We argue this is common. Much social science literature assumes that communities face a terrible problem – coercion is a public good, so it is underprovided, and everyone just does what they want. There ought to be an anarchy of selfish free-riding. The solution is either a state to provide coercion (but how can we tax people to fund the coercive state? An infinite regress looms...) or perhaps some special motivations so that people "just like" punishing bad guys. Other theorists invoke repeated game theory. This has been hugely influential too: many modern theorists, for example, think that the ideal community makes it very hard to leave, and has a lot of gossip so everybody knows each other's business. (Weird. Most people think of gossip as a bad thing.)
But don't communities often have too much coercion, not too little? A lot of societies are extremely repressive and control individual behaviour very tightly – even without a formal state. Go read Thomas Hardy, or The Mill On The Floss.
Our paper examines this situation. What if a group can coordinate to punish a bad guy? And doing so is profitable, not costly, to them – they make him pay a fine or extract some resources from him. But of course, if so, they could do it not just to bad guys but to anyone. Red haired people. Witches. Outsiders.
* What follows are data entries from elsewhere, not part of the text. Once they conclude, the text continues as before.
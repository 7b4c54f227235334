// crates/publish-flow-core/src/core/forge.rs
// ============================================================================
// Module: Publish Flow Forge Types
// Description: Issues, comments, and pull requests as seen by the workflow.
// Purpose: Decouple workflow logic from any particular forge wire format.
// Dependencies: serde
// ============================================================================

//! ## Overview
//! These types carry only the fields the publish workflow reads. Forge
//! clients map their wire payloads into them.

// ============================================================================
// SECTION: Imports
// ============================================================================

use serde::Deserialize;
use serde::Serialize;

// ============================================================================
// SECTION: Repository
// ============================================================================

/// Repository coordinates on the forge.
#[derive(Debug, Clone, PartialEq, Eq, Serialize, Deserialize)]
pub struct RepoRef {
    /// Owning account or organization.
    pub owner: String,
    /// Repository name.
    pub name: String,
}

impl RepoRef {
    /// Parses an `owner/name` slug.
    #[must_use]
    pub fn parse(slug: &str) -> Option<Self> {
        let (owner, name) = slug.trim().split_once('/')?;
        if owner.is_empty() || name.is_empty() || name.contains('/') {
            return None;
        }
        Some(Self {
            owner: owner.to_string(),
            name: name.to_string(),
        })
    }

    /// Returns the `owner/name` slug.
    #[must_use]
    pub fn slug(&self) -> String {
        format!("{}/{}", self.owner, self.name)
    }
}

// ============================================================================
// SECTION: Issues
// ============================================================================

/// Open or closed state of an issue.
#[derive(Debug, Clone, Copy, PartialEq, Eq, Serialize, Deserialize)]
#[serde(rename_all = "lowercase")]
pub enum IssueState {
    /// Issue is open.
    Open,
    /// Issue is closed.
    Closed,
}

impl IssueState {
    /// Returns the wire form.
    #[must_use]
    pub const fn as_str(self) -> &'static str {
        match self {
            Self::Open => "open",
            Self::Closed => "closed",
        }
    }
}

/// Reason recorded when closing an issue.
#[derive(Debug, Clone, Copy, PartialEq, Eq, Serialize, Deserialize)]
#[serde(rename_all = "snake_case")]
pub enum CloseReason {
    /// Work was completed.
    Completed,
    /// Work will not be done.
    NotPlanned,
}

impl CloseReason {
    /// Returns the wire form.
    #[must_use]
    pub const fn as_str(self) -> &'static str {
        match self {
            Self::Completed => "completed",
            Self::NotPlanned => "not_planned",
        }
    }
}

/// Issue as read by the workflow.
#[derive(Debug, Clone, PartialEq, Eq, Serialize, Deserialize)]
pub struct Issue {
    /// Issue number.
    pub number: u64,
    /// Issue title.
    pub title: String,
    /// Issue body, absent when empty.
    pub body: Option<String>,
    /// Issue state.
    pub state: IssueState,
    /// Login of the issue author.
    pub author: Option<String>,
    /// Label names.
    pub labels: Vec<String>,
    /// True when the issue is a pull request.
    pub is_pull_request: bool,
}

/// Partial issue update; absent fields are left unchanged.
#[derive(Debug, Clone, Default, PartialEq, Eq, Serialize, Deserialize)]
pub struct IssueUpdate {
    /// New title.
    #[serde(skip_serializing_if = "Option::is_none")]
    pub title: Option<String>,
    /// New body.
    #[serde(skip_serializing_if = "Option::is_none")]
    pub body: Option<String>,
    /// New state.
    #[serde(skip_serializing_if = "Option::is_none")]
    pub state: Option<IssueState>,
    /// Close reason, only meaningful with a closed state.
    #[serde(skip_serializing_if = "Option::is_none")]
    pub state_reason: Option<CloseReason>,
}

impl IssueUpdate {
    /// Update that only changes the title.
    #[must_use]
    pub fn title(title: impl Into<String>) -> Self {
        Self {
            title: Some(title.into()),
            ..Self::default()
        }
    }

    /// Update that only changes the body.
    #[must_use]
    pub fn body(body: impl Into<String>) -> Self {
        Self {
            body: Some(body.into()),
            ..Self::default()
        }
    }

    /// Update that closes the issue with a reason.
    #[must_use]
    pub fn close(reason: CloseReason) -> Self {
        Self {
            state: Some(IssueState::Closed),
            state_reason: Some(reason),
            ..Self::default()
        }
    }
}

/// Issue comment.
#[derive(Debug, Clone, PartialEq, Eq, Serialize, Deserialize)]
pub struct IssueComment {
    /// Comment identifier.
    pub id: u64,
    /// Comment body.
    pub body: Option<String>,
    /// Login of the comment author.
    pub author: Option<String>,
    /// Author association (`OWNER`, `MEMBER`, `CONTRIBUTOR`, ...).
    pub author_association: String,
}

// ============================================================================
// SECTION: Pull Requests
// ============================================================================

/// Pull request as read by the workflow.
#[derive(Debug, Clone, PartialEq, Eq, Serialize, Deserialize)]
pub struct PullRequest {
    /// Pull request number.
    pub number: u64,
    /// Global node id used by draft conversions.
    pub node_id: String,
    /// Pull request title.
    pub title: String,
    /// True when the pull request is a draft.
    pub draft: bool,
    /// Head branch name.
    pub head_ref: String,
    /// Label names.
    pub labels: Vec<String>,
    /// Mergeability as computed by the forge, `None` while unknown.
    pub mergeable: Option<bool>,
    /// True when the pull request was merged.
    pub merged: bool,
}

/// Pull request creation request.
#[derive(Debug, Clone, PartialEq, Eq, Serialize, Deserialize)]
pub struct NewPullRequest {
    /// Title.
    pub title: String,
    /// Body.
    pub body: String,
    /// Base branch.
    pub base: String,
    /// Head branch.
    pub head: String,
}

/// Merge strategy for pull requests.
#[derive(Debug, Clone, Copy, PartialEq, Eq, Serialize, Deserialize)]
#[serde(rename_all = "lowercase")]
pub enum MergeMethod {
    /// Merge commit.
    Merge,
    /// Squash merge.
    Squash,
    /// Rebase merge.
    Rebase,
}

impl MergeMethod {
    /// Returns the wire form.
    #[must_use]
    pub const fn as_str(self) -> &'static str {
        match self {
            Self::Merge => "merge",
            Self::Squash => "squash",
            Self::Rebase => "rebase",
        }
    }
}
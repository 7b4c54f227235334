// crates/publish-flow-providers/tests/common/mod.rs
// ============================================================================
// Module: Provider Test Helpers
// Description: Scripted local HTTP server for provider tests.
// Purpose: Serve canned responses and record the requests that hit them.
// ============================================================================

//! Shared helpers for provider integration tests.

#![allow(
    dead_code,
    clippy::unwrap_used,
    clippy::expect_used,
    reason = "Test helpers are selectively used across suites."
)]

use std::thread;
use std::thread::JoinHandle;

use tiny_http::Header;
use tiny_http::Response;
use tiny_http::Server;

/// A request as seen by the scripted server.
#[derive(Debug, Clone)]
pub struct RecordedRequest {
    /// HTTP method.
    pub method: String,
    /// Path and query string.
    pub url: String,
    /// Request body.
    pub body: String,
    /// Header name/value pairs with lowercase names.
    pub headers: Vec<(String, String)>,
}

impl RecordedRequest {
    /// Returns the first value of header `name`.
    pub fn header(&self, name: &str) -> Option<&str> {
        self.headers
            .iter()
            .find(|(key, _)| key == &name.to_ascii_lowercase())
            .map(|(_, value)| value.as_str())
    }

    /// Parses the body as JSON.
    pub fn json(&self) -> serde_json::Value {
        serde_json::from_str(&self.body).unwrap()
    }
}

/// One canned reply.
#[derive(Debug, Clone)]
pub struct Reply {
    /// Status code.
    pub status: u16,
    /// Body text.
    pub body: String,
    /// Extra headers.
    pub headers: Vec<(String, String)>,
}

impl Reply {
    /// JSON reply with `status`.
    pub fn json(status: u16, body: &serde_json::Value) -> Self {
        Self {
            status,
            body: body.to_string(),
            headers: vec![("Content-Type".to_string(), "application/json".to_string())],
        }
    }

    /// Empty reply with `status`.
    pub fn status(status: u16) -> Self {
        Self {
            status,
            body: String::new(),
            headers: Vec::new(),
        }
    }

    /// Adds a header.
    pub fn with_header(mut self, name: &str, value: &str) -> Self {
        self.headers.push((name.to_string(), value.to_string()));
        self
    }
}

/// Local server answering a fixed sequence of replies.
pub struct ScriptedServer {
    /// Base URL such as `http://127.0.0.1:1234`.
    pub base: String,
    /// Server thread returning every recorded request.
    handle: JoinHandle<Vec<RecordedRequest>>,
}

impl ScriptedServer {
    /// Starts a server that answers `replies` in order, then stops.
    pub fn start(replies: Vec<Reply>) -> Self {
        let server = Server::http("127.0.0.1:0").unwrap();
        let addr = server.server_addr().to_ip().unwrap();
        let handle = thread::spawn(move || {
            let mut recorded = Vec::new();
            for reply in replies {
                let Ok(mut request) = server.recv() else {
                    break;
                };
                let mut body = String::new();
                let _ = request.as_reader().read_to_string(&mut body);
                recorded.push(RecordedRequest {
                    method: request.method().as_str().to_string(),
                    url: request.url().to_string(),
                    body,
                    headers: request
                        .headers()
                        .iter()
                        .map(|header| {
                            (
                                header.field.as_str().as_str().to_ascii_lowercase(),
                                header.value.as_str().to_string(),
                            )
                        })
                        .collect(),
                });
                let mut response = Response::from_string(reply.body).with_status_code(reply.status);
                for (name, value) in &reply.headers {
                    response.add_header(Header::from_bytes(name.as_bytes(), value.as_bytes()).unwrap());
                }
                let _ = request.respond(response);
            }
            recorded
        });
        Self {
            base: format!("http://{addr}"),
            handle,
        }
    }

    /// Waits for every scripted reply and returns the recorded requests.
    pub fn finish(self) -> Vec<RecordedRequest> {
        self.handle.join().unwrap()
    }
}
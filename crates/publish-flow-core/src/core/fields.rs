// crates/publish-flow-core/src/core/fields.rs
// ============================================================================
// Module: Publish Flow Raw Fields
// Description: Untyped field values extracted from issue bodies and metadata.
// Purpose: Carry extraction results into schema validation without losing absence.
// Dependencies: serde, serde_json
// ============================================================================

//! ## Overview
//! A [`RawFieldMap`] is the meeting point between extraction and validation.
//! Absent fields are simply not present in the map; validation reports them
//! as `missing` rather than the extractor guessing a default.

// ============================================================================
// SECTION: Imports
// ============================================================================

use std::collections::BTreeMap;

use serde::Deserialize;
use serde::Serialize;
use serde_json::Value;

// ============================================================================
// SECTION: Field Names
// ============================================================================

/// Canonical field names shared by the extractor, schema, and registry.
pub mod field {
    /// Submission name (registry key).
    pub const NAME: &str = "name";
    /// Importable module name.
    pub const MODULE: &str = "module";
    /// Module path inside the project.
    pub const MODULE_PATH: &str = "module_path";
    /// Whether the module path is a directory.
    pub const IS_DIR: &str = "is_dir";
    /// Submitting account login.
    pub const AUTHOR: &str = "author";
    /// Project home page.
    pub const GITHUB_URL: &str = "github_url";
    /// Metadata-provided description.
    pub const DESCRIPTION: &str = "description";
    /// Metadata-provided usage text.
    pub const USAGE: &str = "usage";
    /// Metadata-provided version.
    pub const VERSION: &str = "version";
    /// Metadata-provided plugin type.
    pub const PLUGIN_TYPE: &str = "plugin_type";
    /// Raw contents of the configuration fence.
    pub const CONFIG: &str = "config";

    /// Rule location for the duplicate-release check.
    pub const PREVIOUS_DATA: &str = "previous_data";
    /// Rule location for the metadata-presence check.
    pub const METADATA: &str = "metadata";
    /// Rule location for the load-test result check.
    pub const PLUGIN_TEST: &str = "plugin_test";

    /// Fields that only exist when load-test metadata is available.
    pub const METADATA_FIELDS: [&str; 4] = [USAGE, DESCRIPTION, PLUGIN_TYPE, VERSION];
}

// ============================================================================
// SECTION: Field Values
// ============================================================================

/// Untyped value produced by extraction.
#[derive(Debug, Clone, PartialEq, Eq, Serialize, Deserialize)]
#[serde(untagged)]
pub enum FieldValue {
    /// Free-form text.
    Text(String),
    /// Boolean flag.
    Flag(bool),
    /// List of text items.
    List(Vec<String>),
}

impl FieldValue {
    /// Returns the text payload when the value is text.
    #[must_use]
    pub fn as_text(&self) -> Option<&str> {
        match self {
            Self::Text(text) => Some(text),
            Self::Flag(_) | Self::List(_) => None,
        }
    }

    /// Converts the value into its JSON form.
    #[must_use]
    pub fn to_json(&self) -> Value {
        match self {
            Self::Text(text) => Value::String(text.clone()),
            Self::Flag(flag) => Value::Bool(*flag),
            Self::List(items) => {
                Value::Array(items.iter().cloned().map(Value::String).collect())
            }
        }
    }
}

impl From<&str> for FieldValue {
    fn from(value: &str) -> Self {
        Self::Text(value.to_string())
    }
}

impl From<String> for FieldValue {
    fn from(value: String) -> Self {
        Self::Text(value)
    }
}

impl From<bool> for FieldValue {
    fn from(value: bool) -> Self {
        Self::Flag(value)
    }
}

// ============================================================================
// SECTION: Raw Field Map
// ============================================================================

/// Map of raw field values keyed by canonical field name.
///
/// # Invariants
/// - A field that was not found is absent from the map.
#[derive(Debug, Clone, Default, PartialEq, Eq, Serialize, Deserialize)]
#[serde(transparent)]
pub struct RawFieldMap {
    /// Values keyed by field name.
    fields: BTreeMap<String, FieldValue>,
}

impl RawFieldMap {
    /// Creates an empty map.
    #[must_use]
    pub fn new() -> Self {
        Self::default()
    }

    /// Inserts or replaces a field value.
    pub fn insert(&mut self, name: impl Into<String>, value: impl Into<FieldValue>) {
        self.fields.insert(name.into(), value.into());
    }

    /// Inserts a field when a value is present, leaving it absent otherwise.
    pub fn insert_opt(&mut self, name: impl Into<String>, value: Option<FieldValue>) {
        if let Some(value) = value {
            self.fields.insert(name.into(), value);
        }
    }

    /// Returns the value for `name`.
    #[must_use]
    pub fn get(&self, name: &str) -> Option<&FieldValue> {
        self.fields.get(name)
    }

    /// Returns the text value for `name` when it is text.
    #[must_use]
    pub fn text(&self, name: &str) -> Option<&str> {
        self.get(name).and_then(FieldValue::as_text)
    }

    /// Returns true when `name` is present.
    #[must_use]
    pub fn contains(&self, name: &str) -> bool {
        self.fields.contains_key(name)
    }

    /// Iterates over present fields in name order.
    pub fn iter(&self) -> impl Iterator<Item = (&str, &FieldValue)> {
        self.fields.iter().map(|(name, value)| (name.as_str(), value))
    }

    /// Returns the number of present fields.
    #[must_use]
    pub fn len(&self) -> usize {
        self.fields.len()
    }

    /// Returns true when no field is present.
    #[must_use]
    pub fn is_empty(&self) -> bool {
        self.fields.is_empty()
    }
}
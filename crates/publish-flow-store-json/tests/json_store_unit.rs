// crates/publish-flow-store-json/tests/json_store_unit.rs
// ============================================================================
// Module: JSON Registry Store Unit Tests
// Description: Lookup, upsert, formatting, and limits of the JSON registry.
// Purpose: Ensure registry rewrites are stable and bounded.
// ============================================================================

//! ## Overview
//! Unit-level tests for the JSON registry store:
//! - Version transitions on insert and update
//! - Key order and byte-stable formatting
//! - Size limits, missing files, and malformed content

#![allow(
    clippy::panic,
    clippy::unwrap_used,
    clippy::expect_used,
    reason = "Test-only assertions and helpers are permitted."
)]

use std::fs;
use std::path::Path;

use publish_flow_core::RegistryError;
use publish_flow_core::RegistryRecord;
use publish_flow_core::RegistryStore;
use publish_flow_store_json::JsonRegistryConfig;
use publish_flow_store_json::JsonRegistryError;
use publish_flow_store_json::JsonRegistryStore;
use tempfile::TempDir;

fn record(version: &str) -> RegistryRecord {
    RegistryRecord {
        module: "nonebot_plugin_demo".to_string(),
        module_path: "src/plugins/demo".to_string(),
        description: "演示插件".to_string(),
        usage: "/demo".to_string(),
        author: "author".to_string(),
        version: version.to_string(),
        plugin_type: "NORMAL".to_string(),
        is_dir: false,
        github_url: "https://github.com/author/nonebot-plugin-demo".to_string(),
    }
}

fn store_with(dir: &TempDir, content: &str) -> JsonRegistryStore {
    let path = dir.path().join("plugins.json");
    fs::write(&path, content).unwrap();
    JsonRegistryStore::new(JsonRegistryConfig::new(path)).unwrap()
}

fn read(path: &Path) -> String {
    fs::read_to_string(path).unwrap()
}

#[test]
fn first_publication_has_empty_old_version() {
    let dir = TempDir::new().unwrap();
    let store = store_with(&dir, "{}\n");

    let change = store.update("demo", &record("0.1.0")).unwrap();

    assert_eq!(change.old, "");
    assert_eq!(change.new, "0.1.0");
    assert!(!change.is_update());
    assert_eq!(store.previous_version("demo").unwrap(), "0.1.0");
}

#[test]
fn update_reports_old_version_and_keeps_position() {
    let dir = TempDir::new().unwrap();
    let store = store_with(&dir, r#"{"alpha": {"version": "1"}, "demo": {"version": "0.1"}, "omega": {"version": 2}}"#);

    let change = store.update("demo", &record("0.2")).unwrap();
    store.update("zeta", &record("1.0")).unwrap();

    assert_eq!(change.old, "0.1");
    assert_eq!(change.new, "0.2");
    let keys: Vec<String> = store.read_document().unwrap().keys().cloned().collect();
    assert_eq!(keys, vec!["alpha", "demo", "omega", "zeta"]);
    assert_eq!(store.previous_version("omega").unwrap(), "2");
}

#[test]
fn file_is_pretty_printed_with_unescaped_text() {
    let dir = TempDir::new().unwrap();
    let store = store_with(&dir, "{}");

    store.update("demo", &record("0.1.0")).unwrap();
    let text = read(store.path());

    assert!(text.starts_with("{\n  \"demo\": {\n    \"module\": \"nonebot_plugin_demo\","));
    assert!(text.contains("演示插件"));
    assert!(text.ends_with("}\n"));
}

#[test]
fn rewriting_the_same_record_is_byte_stable() {
    let dir = TempDir::new().unwrap();
    let store = store_with(&dir, "{}");
    store.update("demo", &record("0.1.0")).unwrap();
    let first = read(store.path());

    store.update("demo", &record("0.1.0")).unwrap();

    assert_eq!(read(store.path()), first);
}

#[test]
fn lookup_returns_raw_entry() {
    let dir = TempDir::new().unwrap();
    let store = store_with(&dir, r#"{"demo": {"version": "0.1", "extra": true}}"#);

    let entry = store.lookup("demo").unwrap().unwrap();

    assert_eq!(entry.get("extra"), Some(&serde_json::Value::Bool(true)));
    assert_eq!(store.lookup("missing").unwrap(), None);
}

#[test]
fn oversized_registry_is_rejected() {
    let dir = TempDir::new().unwrap();
    let path = dir.path().join("plugins.json");
    fs::write(&path, "{}            ").unwrap();
    let config = JsonRegistryConfig {
        path,
        max_bytes: 4,
    };
    let store = JsonRegistryStore::new(config).unwrap();

    let err = store.lookup("demo").unwrap_err();

    assert_eq!(
        err,
        RegistryError::TooLarge {
            max_bytes: 4,
            actual_bytes: 14,
        }
    );
}

#[test]
fn malformed_and_non_object_registries_fail() {
    let dir = TempDir::new().unwrap();
    let broken = store_with(&dir, "{");
    assert!(matches!(broken.lookup("demo"), Err(RegistryError::Parse(_))));

    let array = store_with(&dir, "[]");
    assert!(matches!(array.lookup("demo"), Err(RegistryError::Invalid(_))));

    let scalar_entry = store_with(&dir, r#"{"demo": 1}"#);
    assert!(matches!(scalar_entry.lookup("demo"), Err(RegistryError::Invalid(_))));
}

#[test]
fn missing_registry_file_is_an_io_error() {
    let dir = TempDir::new().unwrap();
    let store = JsonRegistryStore::new(JsonRegistryConfig::new(dir.path().join("absent.json"))).unwrap();

    assert!(matches!(store.lookup("demo"), Err(RegistryError::Io(_))));
}

#[test]
fn directory_paths_and_zero_limits_are_rejected() {
    let dir = TempDir::new().unwrap();

    let directory = JsonRegistryStore::new(JsonRegistryConfig::new(dir.path()));
    let zero = JsonRegistryStore::new(JsonRegistryConfig {
        path: dir.path().join("plugins.json"),
        max_bytes: 0,
    });

    assert!(matches!(directory, Err(JsonRegistryError::Invalid(_))));
    assert!(matches!(zero, Err(JsonRegistryError::Invalid(_))));
}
We look at societies from this perspective – trying to balance the power to punish with the danger of abusive expropriation. So, the paper is subtitled Expropriating Free-riders and Outsiders. We analyse this situation using a simple model. Then we describe the history of the Californian gold rush, which featured a lot of expropriation, often in the name of "rules" that someone had just invented on the spot. Last, we run a lab experiment, to give us some credible examples of what happens when punishment is profitable. Here's one nice graph. It shows what happens when punishment gets easier, i.e. when it can be inflicted by a smaller coalition of players - this is the M on the x axis. Contributions go down, not up. So, too much punishment can be bad for you.